Peled, an armored corps brigade commander and later commander of Israel’s Northern Front, was told in Vinnitsa that Hitler had launched 150 armored divisions and 3,500 tanks supported by 4000 planes in “Operation Barbarossa.” On the first day of the invasion, the Luftwaffe destroyed 1200 Soviet tanks, and on 16 June 1941, Goebbels wrote in his diary, “The Fuhrer estimated that the operation would take some four months; I estimate less – Bolshevism will collapse like a house of cards.”

Yossi Peled standing on the remains of Hitler's bunker, Vinnitsa.

Visiting Hitler’s bunker, Peled was surprised at its size and prominence above the landscape. He climbed the ruins of the bunker and said, “I wonder what my father would have thought if he had seen me here.” During his military studies, Peled had written a thesis on the military tactics of General Erwin Rommel, commander of the Afrika Corps in its confrontation with the British Eighth Army under General Bernard Montgomery in North Africa, culminating in the Battle of el Alamein, one of the major tank battles in history. But here on Europe’s eastern front was the most horrific bloodbath of all. From 1941 to 1944, over three million Jews were murdered on the territory of the Soviet Union.

Speaking to the Limmud FSU audience, Peled spoke about his life in Israel, especially about the capture and trial of Adolf Eichmann. “I visited Wannsee, the beautiful suburb of Berlin, where in January 1942, the plans were drawn up for the ‘Final Solution to the Jewish Question.’ I found it impossible to grasp that in that pastoral lakeside villa, such a barbaric topic could be calmly discussed. Even before that I was unable to comprehend the dimensions of the Holocaust. Standing here in Ukraine, I still find it impossible to understand how the Jewish people was virtually wiped out. But the important thing is – we, the Jewish people arose from the ashes; we live again and will do so for ever.”

“I remember when I visited Germany together with Prime Minister Yitzhak Rabin.
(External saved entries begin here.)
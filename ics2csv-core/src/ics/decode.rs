//! VEVENT extraction using the icalendar crate's parser.

use icalendar::{
    CalendarDateTime, DatePerhapsTime, ValueType,
    parser::{Component, Property, read_calendar, unfold},
};

use crate::error::{ConvertError, ConvertResult};
use crate::event::{CalendarEvent, EventTime};

/// Events found in one ICS document, in source order.
#[derive(Debug, Clone, Default)]
pub struct DecodedCalendar {
    pub events: Vec<CalendarEvent>,
    /// Non-VEVENT components that were discarded (VTODO, VTIMEZONE, ...)
    pub skipped: usize,
}

/// Decode raw ICS text into its VEVENT records.
///
/// Fails with `ConvertError::Decode` when the text is not iCalendar syntax.
/// A well-formed calendar without events decodes to an empty list.
pub fn decode_events(raw: &str) -> ConvertResult<DecodedCalendar> {
    if !has_calendar_marker(raw) {
        return Err(ConvertError::Decode(
            "BEGIN:VCALENDAR not found".to_string(),
        ));
    }

    let unfolded = unfold(raw);
    let calendar = read_calendar(&unfolded).map_err(|e| ConvertError::Decode(e.to_string()))?;

    let mut decoded = DecodedCalendar::default();
    collect(&calendar.components, &mut decoded);

    tracing::debug!(
        events = decoded.events.len(),
        skipped = decoded.skipped,
        "decoded calendar"
    );

    Ok(decoded)
}

fn has_calendar_marker(raw: &str) -> bool {
    raw.lines()
        .any(|line| line.trim().eq_ignore_ascii_case("BEGIN:VCALENDAR"))
}

/// Walk top-level components, descending into VCALENDAR wrappers only.
/// Sub-components of an event (VALARM) are never visited.
fn collect(components: &[Component], decoded: &mut DecodedCalendar) {
    for component in components {
        let name = component.name.as_str();
        if name.eq_ignore_ascii_case("VEVENT") {
            decoded.events.push(to_calendar_event(component));
        } else if name.eq_ignore_ascii_case("VCALENDAR") {
            collect(&component.components, decoded);
        } else {
            tracing::debug!(component = %component.name, "skipping non-event component");
            decoded.skipped += 1;
        }
    }
}

fn to_calendar_event(vevent: &Component) -> CalendarEvent {
    let text = |name: &str| find_prop(vevent, name).map(text_value);

    let dtstart = find_prop(vevent, "DTSTART");
    let start = dtstart.map(parse_event_time);
    let end = find_prop(vevent, "DTEND").map(parse_event_time);

    let declares_date = dtstart.is_some_and(is_date_value);
    let is_date_only = declares_date || start.as_ref().is_some_and(EventTime::is_date);

    CalendarEvent {
        summary: text("SUMMARY"),
        description: text("DESCRIPTION"),
        location: text("LOCATION"),
        start,
        end,
        is_date_only,
    }
}

/// Parse a DTSTART/DTEND property. Never fails: a value the parser rejects
/// is kept as `EventTime::Unparsed`.
fn parse_event_time(prop: &Property) -> EventTime {
    match DatePerhapsTime::try_from(prop) {
        Ok(dpt) => to_event_time(dpt),
        Err(_) => {
            tracing::debug!(value = %prop.val, "unparseable date value");
            EventTime::Unparsed(prop.val.to_string())
        }
    }
}

/// Convert icalendar's DatePerhapsTime to our EventTime, preserving timezone info
fn to_event_time(dpt: DatePerhapsTime) -> EventTime {
    match dpt {
        DatePerhapsTime::Date(d) => EventTime::Date(d),
        DatePerhapsTime::DateTime(cal_dt) => match cal_dt {
            CalendarDateTime::Utc(dt) => EventTime::DateTimeUtc(dt),
            CalendarDateTime::Floating(naive) => EventTime::DateTimeFloating(naive),
            CalendarDateTime::WithTimezone { date_time, tzid } => EventTime::DateTimeZoned {
                datetime: date_time,
                tzid,
            },
        },
    }
}

fn is_date_value(prop: &Property) -> bool {
    prop.params.iter().any(|p| {
        p.key.as_str().eq_ignore_ascii_case("VALUE")
            && p.val
                .as_ref()
                .is_some_and(|v| v.as_str().eq_ignore_ascii_case("DATE"))
    })
}

/// Property names are case-insensitive (RFC 5545 section 3.1).
fn find_prop<'c>(component: &'c Component, name: &str) -> Option<&'c Property<'c>> {
    component
        .properties
        .iter()
        .find(|p| p.name.as_str().eq_ignore_ascii_case(name))
}

/// A TEXT value with its escapes resolved exactly once.
fn text_value(prop: &Property) -> String {
    if parser_unescaped(prop) {
        prop.val.as_str().to_owned()
    } else {
        prop.val.clone().unescape_text().as_str().to_owned()
    }
}

/// The parser only unescapes properties it types as TEXT: an explicit
/// `VALUE=TEXT`, or a known TEXT property spelled in uppercase.
fn parser_unescaped(prop: &Property) -> bool {
    let declared = prop
        .params
        .iter()
        .find(|p| p.key == "VALUE")
        .and_then(|p| p.val.as_ref())
        .and_then(|v| v.as_str().parse::<ValueType>().ok());

    match declared {
        Some(value_type) => value_type == ValueType::Text,
        None => !prop.name.as_str().chars().any(char::is_lowercase),
    }
}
Even though I actually never knew him, my father again arose in my memory when I heard the German national anthem played on the soil of Germany and I, an Israeli general, together with our Prime Minister, inspected a German guard of honor.”

The mayor and governor of Vinnitsa at a ceremony in memory of those who were murdered.

Peled’s emotions reached a peak when Vladimir Groisman, the mayor of Vinnitsa, and Nicolai Djiga, the governor of the district, laid flowers on the memorial to the 25,000 victims while children of the Jewish community placed stones and small teddy bears on it.

Jefke Mendelevich watched the scene and wondered to himself, what might have been his fate if he had not been saved by a Christian family.